A variety of reviews have addressed various aspects of NPP [18, 49, 50]; however, none have comprehensively reviewed the existing approaches and associated uncertainties as well as future needs. Therefore, the purpose of this review is to (1) summarize the general approaches to estimate GPP and NPP at multiple scales; (2) review major environmental factors controlling the magnitude and timing of GPP and NPP; (3) identify uncertainties associated with large-scale GPP and NPP estimations; (4) recognize knowledge gaps with possible future direction under changing environmental conditions. Generally, three approaches have been used to estimate gross and net primary productivity in the terrestrial ecosystems: (1) ground-based monitoring including biomass inventory [35] and eddy covariance measurement [9]; (2) remote sensing-based observation [6]; (3) spatially explicit ecosystem modeling [51]. Here, we provide a brief review of these approaches with an emphasis on satellite-based observation and terrestrial ecosystem modeling.

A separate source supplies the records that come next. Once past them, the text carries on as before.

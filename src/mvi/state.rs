//! Base trait for reducible state.

/// Marker trait for state owned by the domain store or a screen.
///
/// States should be:
/// - Immutable (reducers consume the old state and return a new one)
/// - Self-contained (everything the view needs to render the slice)
/// - Comparable (PartialEq for detecting changes)
pub trait StoreState: Clone + PartialEq + Default + Send + 'static {}
use crate::domain::{Comment, CommentDraft};
use crate::mvi::Intent;

/// Fetch lifecycle and submission events for the comments slice.
#[derive(Debug, Clone)]
pub enum CommentsIntent {
    /// A fetch has started.
    Loading,
    /// The fetch completed; replaces the collection.
    LoadSuccess { comments: Vec<Comment> },
    /// The fetch failed; the collection is dropped.
    LoadFailure { message: String },
    /// User submitted a comment; the slice assigns its id.
    Add { draft: CommentDraft },
}

impl Intent for CommentsIntent {}
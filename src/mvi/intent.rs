//! Base trait for intents dispatched into reducers.

/// Marker trait for intent objects.
///
/// Intents represent:
/// - User actions (marking a favorite, submitting a comment or reservation)
/// - Completion events from collaborators (fetch success or failure)
///
/// Intents are processed by reducers to produce new states.
pub trait Intent: Send + 'static {}
use crate::domain::{Dish, DishId};
use crate::mvi::StoreState;
use crate::store::Loadable;

/// Menu data with its load lifecycle.
///
/// A failed refetch keeps the previously loaded menu on screen.
#[derive(Debug, Clone, PartialEq, Default)]
pub struct DishesState {
    pub dishes: Loadable<Vec<Dish>>,
}

impl StoreState for DishesState {}

impl DishesState {
    /// Look up a dish by id, if the menu holds it.
    pub fn dish(&self, dish_id: DishId) -> Option<&Dish> {
        self.dishes.data.iter().find(|dish| dish.id == dish_id)
    }
}
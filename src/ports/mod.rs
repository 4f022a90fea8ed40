//! Collaborator contracts the state core calls across.
//!
//! The remote content service, the confirmation dialog and the platform
//! calendar/notification services sit behind these traits so screens and
//! tests can substitute their own implementations. Each trait is a narrow
//! seam: the core never sees platform handles, only these calls.

mod error;
mod types;

pub use error::{EffectError, FetchError};
pub use types::{
    CalendarEvent, Confirmation, Notification, NotificationOptions, PermissionStatus,
};

use async_trait::async_trait;

use crate::domain::{Comment, Dish, DishId};
use crate::reservation::ReservationDraft;

/// Remote source of dishes, comments and favorites.
///
/// Each fetch completes exactly once with success or failure; the domain
/// store maps the result into the slice's loadable lifecycle.
#[async_trait]
pub trait MenuGateway: Send + Sync {
    async fn fetch_dishes(&self) -> Result<Vec<Dish>, FetchError>;
    async fn fetch_comments(&self) -> Result<Vec<Comment>, FetchError>;
    async fn fetch_favorites(&self) -> Result<Vec<DishId>, FetchError>;
}

/// Modal confirmation shown before a reservation is booked.
///
/// Presents the captured draft (guest count, smoking preference, date) and
/// resolves to the user's answer.
#[async_trait]
pub trait ConfirmationDialog: Send + Sync {
    async fn confirm(&self, draft: &ReservationDraft) -> Confirmation;
}

/// Platform permission prompts for calendar and notification access.
#[async_trait]
pub trait PermissionService: Send + Sync {
    async fn request_calendar_permission(&self) -> PermissionStatus;
    async fn request_notification_permission(&self) -> PermissionStatus;
}

/// Writes reservation events into the device calendar.
#[async_trait]
pub trait CalendarWriter: Send + Sync {
    async fn add_event(&self, event: &CalendarEvent) -> Result<(), EffectError>;
}

/// Presents local notifications on the device.
#[async_trait]
pub trait Notifier: Send + Sync {
    async fn present(&self, notification: &Notification) -> Result<(), EffectError>;
}
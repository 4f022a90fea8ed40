use crate::mvi::Reducer;
use crate::store::Loadable;

use super::intent::CommentsIntent;
use super::state::CommentsState;

/// Reducer for the comments slice.
///
/// Appends are strictly monotonic: a new comment's id is one past the
/// current maximum, existing entries are never touched or reordered.
pub struct CommentsReducer;

impl Reducer for CommentsReducer {
    type State = CommentsState;
    type Intent = CommentsIntent;

    fn reduce(state: Self::State, intent: Self::Intent) -> Self::State {
        match intent {
            CommentsIntent::Loading => CommentsState {
                comments: state.comments.begin_loading(),
            },
            CommentsIntent::LoadSuccess { comments } => CommentsState {
                comments: state.comments.succeed(comments),
            },
            // Comments do not keep stale data on a failed load.
            CommentsIntent::LoadFailure { message } => CommentsState {
                comments: Loadable {
                    is_loading: false,
                    error_message: Some(message),
                    data: Vec::new(),
                },
            },
            CommentsIntent::Add { draft } => {
                let id = state.next_id();
                let mut comments = state.comments;
                comments.data.push(draft.into_comment(id));
                CommentsState { comments }
            }
        }
    }
}
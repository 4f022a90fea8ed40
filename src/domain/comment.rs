use chrono::{DateTime, Utc};
use serde::{Deserialize, Serialize};

use crate::domain::DishId;

/// Lowest rating the comment widget offers.
pub const MIN_RATING: u8 = 1;
/// Highest rating the comment widget offers.
pub const MAX_RATING: u8 = 5;

/// A published comment. The id is assigned by the comments slice and is
/// unique within the collection.
#[derive(Debug, Clone, PartialEq, Serialize, Deserialize)]
pub struct Comment {
    pub id: u32,
    #[serde(rename = "dishId")]
    pub dish_id: DishId,
    pub author: String,
    /// Star rating, within the widget's option set.
    pub rating: u8,
    pub comment: String,
    pub date: DateTime<Utc>,
}

/// User input for a new comment, before the slice assigns an id.
#[derive(Debug, Clone, PartialEq)]
pub struct CommentDraft {
    pub dish_id: DishId,
    pub author: String,
    pub rating: u8,
    pub comment: String,
    pub date: DateTime<Utc>,
}

impl CommentDraft {
    /// Attach an id, producing a publishable comment.
    pub(crate) fn into_comment(self, id: u32) -> Comment {
        Comment {
            id,
            dish_id: self.dish_id,
            author: self.author,
            rating: self.rating,
            comment: self.comment,
            date: self.date,
        }
    }
}
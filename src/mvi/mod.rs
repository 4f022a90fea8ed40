//! Model-View-Intent (MVI) architecture primitives.
//!
//! Base traits for the unidirectional data flow between the screens and the
//! state they render.
//!
//! # Architecture
//!
//! ```text
//! Intent ──→ Reducer ──→ State ──→ View
//!    ↑                              │
//!    └──────────────────────────────┘
//! ```
//!
//! - **State**: Immutable snapshot of a store slice or a screen's form
//! - **Intent**: User actions or collaborator completion events
//! - **Reducer**: Pure function that transforms state based on intents

mod intent;
mod reducer;
mod state;

pub use intent::Intent;
pub use reducer::Reducer;
pub use state::StoreState;
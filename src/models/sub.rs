use serde::{Deserialize, Serialize};

// ---------------------------------------------------------------------------
// ImageUris
// ---------------------------------------------------------------------------

#[derive(Debug, Clone, Default, PartialEq, Serialize, Deserialize)]
#[serde(default)]
pub struct ImageUris {
    pub small: Option<String>,
    pub normal: Option<String>,
    pub large: Option<String>,
    #[serde(rename = "png")]
    pub png_full_res: Option<String>,
    pub art_crop: Option<String>,
    pub border_crop: Option<String>,
}

// ---------------------------------------------------------------------------
// Legalities
// ---------------------------------------------------------------------------

/// Per-format legality. Statuses (`"legal"`, `"not_legal"`, `"banned"`, ...)
/// are passed through as given.
#[derive(Debug, Clone, Default, PartialEq, Serialize, Deserialize)]
#[serde(default)]
pub struct Legalities {
    pub standard: Option<String>,
    pub future: Option<String>,
    pub historic: Option<String>,
    pub timeless: Option<String>,
    pub gladiator: Option<String>,
    pub pioneer: Option<String>,
    pub explorer: Option<String>,
    pub modern: Option<String>,
    pub legacy: Option<String>,
    pub pauper: Option<String>,
    pub vintage: Option<String>,
    pub penny: Option<String>,
    pub commander: Option<String>,
    pub oathbreaker: Option<String>,
    pub standardbrawl: Option<String>,
    pub brawl: Option<String>,
    pub historicbrawl: Option<String>,
    pub alchemy: Option<String>,
    pub paupercommander: Option<String>,
    pub duel: Option<String>,
    pub oldschool: Option<String>,
    pub premodern: Option<String>,
    pub predh: Option<String>,
}

impl Legalities {
    /// `(format, status)` pairs for every format present, in declaration order.
    pub fn entries(&self) -> Vec<(&'static str, &str)> {
        let formats: [(&'static str, &Option<String>); 23] = [
            ("standard", &self.standard),
            ("future", &self.future),
            ("historic", &self.historic),
            ("timeless", &self.timeless),
            ("gladiator", &self.gladiator),
            ("pioneer", &self.pioneer),
            ("explorer", &self.explorer),
            ("modern", &self.modern),
            ("legacy", &self.legacy),
            ("pauper", &self.pauper),
            ("vintage", &self.vintage),
            ("penny", &self.penny),
            ("commander", &self.commander),
            ("oathbreaker", &self.oathbreaker),
            ("standardbrawl", &self.standardbrawl),
            ("brawl", &self.brawl),
            ("historicbrawl", &self.historicbrawl),
            ("alchemy", &self.alchemy),
            ("paupercommander", &self.paupercommander),
            ("duel", &self.duel),
            ("oldschool", &self.oldschool),
            ("premodern", &self.premodern),
            ("predh", &self.predh),
        ];

        formats
            .into_iter()
            .filter_map(|(format, status)| status.as_deref().map(|s| (format, s)))
            .collect()
    }
}

// ---------------------------------------------------------------------------
// Prices
// ---------------------------------------------------------------------------

/// Display prices. Never parsed as numbers.
#[derive(Debug, Clone, Default, PartialEq, Serialize, Deserialize)]
#[serde(default)]
pub struct Prices {
    pub usd: Option<String>,
    pub usd_foil: Option<String>,
    pub usd_etched: Option<String>,
    pub eur: Option<String>,
    pub eur_foil: Option<String>,
    pub tix: Option<String>,
}

// ---------------------------------------------------------------------------
// RelatedUris
// ---------------------------------------------------------------------------

#[derive(Debug, Clone, Default, PartialEq, Serialize, Deserialize)]
#[serde(default)]
pub struct RelatedUris {
    pub gatherer: Option<String>,
    pub tcgplayer_infinite_articles: Option<String>,
    pub tcgplayer_infinite_decks: Option<String>,
    pub edhrec: Option<String>,
}

// ---------------------------------------------------------------------------
// PurchaseUris
// ---------------------------------------------------------------------------

#[derive(Debug, Clone, Default, PartialEq, Serialize, Deserialize)]
#[serde(default)]
pub struct PurchaseUris {
    pub tcgplayer: Option<String>,
    pub cardmarket: Option<String>,
    pub cardhoarder: Option<String>,
}
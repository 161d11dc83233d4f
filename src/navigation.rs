//! Previous/next navigation between detail pages.
//!
//! A [`DetailCursor`] walks the same ordered view the grid shows, so
//! stepping from a detail page lands on the card that sits next to it in
//! the grid. Positions are indices into the view, which keeps duplicate or
//! missing ids navigable.

use crate::config::SWIPE_THRESHOLD;
use crate::models::Card;

/// Result of a horizontal drag on the detail page.
#[derive(Debug, Clone, Copy, PartialEq, Eq)]
pub enum SwipeOutcome {
    Previous,
    Next,
    /// Below the threshold, or already at the edge of the view.
    Stayed,
}

#[derive(Debug, Clone)]
pub struct DetailCursor<'a> {
    view: Vec<&'a Card>,
    position: usize,
}

impl<'a> DetailCursor<'a> {
    /// Place a cursor at `position` in `view`.
    ///
    /// Returns `None` if the position is out of range (including an empty
    /// view).
    pub fn new(view: Vec<&'a Card>, position: usize) -> Option<Self> {
        if position < view.len() {
            Some(Self { view, position })
        } else {
            None
        }
    }

    /// Place a cursor on the first card in `view` with the given id.
    pub fn at_id(view: Vec<&'a Card>, id: &str) -> Option<Self> {
        let position = view.iter().position(|c| c.key() == Some(id))?;
        Some(Self { view, position })
    }

    pub fn current(&self) -> &'a Card {
        self.view[self.position]
    }

    pub fn position(&self) -> usize {
        self.position
    }

    pub fn len(&self) -> usize {
        self.view.len()
    }

    pub fn is_empty(&self) -> bool {
        self.view.is_empty()
    }

    pub fn has_next(&self) -> bool {
        self.position + 1 < self.view.len()
    }

    pub fn has_previous(&self) -> bool {
        self.position > 0
    }

    /// Step forward. Returns the new card, or `None` at the last card.
    pub fn next(&mut self) -> Option<&'a Card> {
        if !self.has_next() {
            return None;
        }
        self.position += 1;
        Some(self.current())
    }

    /// Step back. Returns the new card, or `None` at the first card.
    pub fn previous(&mut self) -> Option<&'a Card> {
        if !self.has_previous() {
            return None;
        }
        self.position -= 1;
        Some(self.current())
    }

    /// Apply a finished drag of `translation_width` points.
    ///
    /// Dragging right past the threshold goes back, dragging left past it
    /// goes forward.
    pub fn swipe(&mut self, translation_width: f64) -> SwipeOutcome {
        if translation_width > SWIPE_THRESHOLD {
            match self.previous() {
                Some(_) => SwipeOutcome::Previous,
                None => SwipeOutcome::Stayed,
            }
        } else if translation_width < -SWIPE_THRESHOLD {
            match self.next() {
                Some(_) => SwipeOutcome::Next,
                None => SwipeOutcome::Stayed,
            }
        } else {
            SwipeOutcome::Stayed
        }
    }
}
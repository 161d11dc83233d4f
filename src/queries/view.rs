//! Filtering and sorting of the loaded catalog into the visible grid.

use std::cmp::Ordering;

use crate::models::{Card, CardCatalog};

// ---------------------------------------------------------------------------
// ViewState
// ---------------------------------------------------------------------------

/// Session state of the catalog screen: the search text and sort direction.
///
/// Created with the view and dropped with it. It is passed into the query
/// engine explicitly; nothing here is global.
#[derive(Debug, Clone, PartialEq, Eq)]
pub struct ViewState {
    pub filter_text: String,
    pub ascending: bool,
}

impl Default for ViewState {
    fn default() -> Self {
        Self {
            filter_text: String::new(),
            ascending: true,
        }
    }
}

impl ViewState {
    pub fn new() -> Self {
        Self::default()
    }

    /// Replace the search text.
    pub fn set_filter<S: Into<String>>(&mut self, filter_text: S) {
        self.filter_text = filter_text.into();
    }

    /// Flip the sort direction and return the new value of `ascending`.
    pub fn toggle_sort(&mut self) -> bool {
        self.ascending = !self.ascending;
        self.ascending
    }
}

// ---------------------------------------------------------------------------
// CatalogQuery
// ---------------------------------------------------------------------------

/// Query interface over an immutable [`CardCatalog`].
///
/// Every method is pure: the catalog is only borrowed and results are fresh
/// vectors of references into it.
pub struct CatalogQuery<'a> {
    catalog: &'a CardCatalog,
}

impl<'a> CatalogQuery<'a> {
    /// Create a new `CatalogQuery` bound to the given catalog.
    pub fn new(catalog: &'a CardCatalog) -> Self {
        Self { catalog }
    }

    /// The visible subset: cards whose name contains `filter_text`
    /// (case-insensitively), sorted by name in the requested direction.
    ///
    /// Equal names keep their catalog order in both directions.
    pub fn view(&self, filter_text: &str, ascending: bool) -> Vec<&'a Card> {
        let mut cards = self.filter(filter_text);
        sort_by_name(&mut cards, ascending);
        cards
    }

    /// [`view`](Self::view) driven by a [`ViewState`].
    pub fn view_state(&self, state: &ViewState) -> Vec<&'a Card> {
        self.view(&state.filter_text, state.ascending)
    }

    /// Cards matching `filter_text`, in catalog order.
    pub fn filter(&self, filter_text: &str) -> Vec<&'a Card> {
        let needle = fold_case(filter_text);
        self.catalog
            .cards
            .iter()
            .filter(|card| name_contains(card, &needle))
            .collect()
    }

    /// The first card carrying the given printing id.
    pub fn get_by_id(&self, id: &str) -> Option<&'a Card> {
        self.catalog.cards.iter().find(|c| c.key() == Some(id))
    }

    pub fn count(&self) -> usize {
        self.catalog.cards.len()
    }
}

// ---------------------------------------------------------------------------
// Helpers
// ---------------------------------------------------------------------------

/// Whether `card` belongs in a view filtered by `filter_text`.
///
/// An empty filter matches every card, including ones without a name.
pub fn matches_filter(card: &Card, filter_text: &str) -> bool {
    name_contains(card, &fold_case(filter_text))
}

/// Stable sort by name, treating an absent name as `""`.
///
/// Used on its own when only the direction changes, so the filtered view is
/// re-sorted rather than recomputed.
pub fn sort_by_name(cards: &mut [&Card], ascending: bool) {
    cards.sort_by(|a, b| compare_names(a, b, ascending));
}

fn compare_names(a: &Card, b: &Card, ascending: bool) -> Ordering {
    let ord = a.display_name().cmp(b.display_name());
    if ascending {
        ord
    } else {
        ord.reverse()
    }
}

/// Lowercase one character at a time, so a final `Σ` folds to `σ` the same
/// way in names and in search text.
fn fold_case(text: &str) -> Vec<char> {
    text.chars().flat_map(char::to_lowercase).collect()
}

// `needle` is already folded.
fn name_contains(card: &Card, needle: &[char]) -> bool {
    if needle.is_empty() {
        return true;
    }
    match card.name.as_deref() {
        Some(name) => fold_case(name)
            .windows(needle.len())
            .any(|window| window == needle),
        None => false,
    }
}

2. Ground-Based Monitoring of Terrestrial Primary Production

Ground-based monitoring of terrestrial primary production provides a basis for accurately estimating global NPP because it provides direct measurement of terrestrial primary production for scaling up from site to global level as well as calibrating and validating both satellite- and model-based approaches. Ground-based measurements of terrestrial primary production rely on two approaches: biomass and flux measurements. Since the International Biological Program (IBP, 1965–1974), a number of ecosystem surveys have been carried out to measure terrestrial primary production across the globe. Traditionally, terrestrial primary production estimation, using biomass measurement was carried out through periodic measurements of root, stem, leaf, and fruit growth. Recent technological advances allow for ground-based monitoring of terrestrial NPP using meteorological towers that measures the instantaneous exchange of CO2 (net ecosystem exchange (NEE)) between the atmosphere and terrestrial ecosystems. Terrestrial NPP is calculated indirectly by adding heterotrophic respiration to NEE. Eddy covariance technique [52] is employed worldwide across different biomes including forest, cropland, grassland, and desert. Below, we provide a brief overview of two most widely used ground-based monitoring of terrestrial primary production: (a) biomass inventory and (b) flux measurements using eddy covariance technique.

2.1. Biomass Inventory

The biomass inventory data provide valuable sources of information for estimation of biomass and NPP in forest, cropland, and grassland at landscape and regional scales [53, 54]. Since the early 1980s, regional or national inventories, with a large number of statistically valid plots, have been widely regarded as a powerful tool for estimating forest and crop biomass at broad scales [55, 56]. Inventory-based method estimates forest biomass using biomass expansion factor (BEF) that converts stem volume to biomass to account for noncommercial components, that is, branches, root, and leaves, and so forth [5759]; however, other studies have indicated that total stem volume varies with forest age, site class, and stand density [6063]. An alternative approach to tree biomass estimation includes the allometric equation, which can be converted to CO2 equivalents by scaling [64]. Estimates of forest biomass based on an allometric equation have been used widely to examine the impacts of forest management [65], land-use change [66], and increase in atmospheric CO2 [67]. While allometric equations are important for estimating forest biomass and are used widely in growth and yield models (e.g., Forest Vegetation Simulator), they fail in distinguishing and quantifying the relative contribution of land cover and land-use change and several environmental factors including climate, elevated CO2, and air pollution on carbon uptake. Recently, Houghton [68] has recognized that keeping land cover and land use change exclusive of the environmental change is critically important because it helps to separate direct anthropogenic effects from indirect or natural effects and lower the uncertainty of the land cover and land-use change flux.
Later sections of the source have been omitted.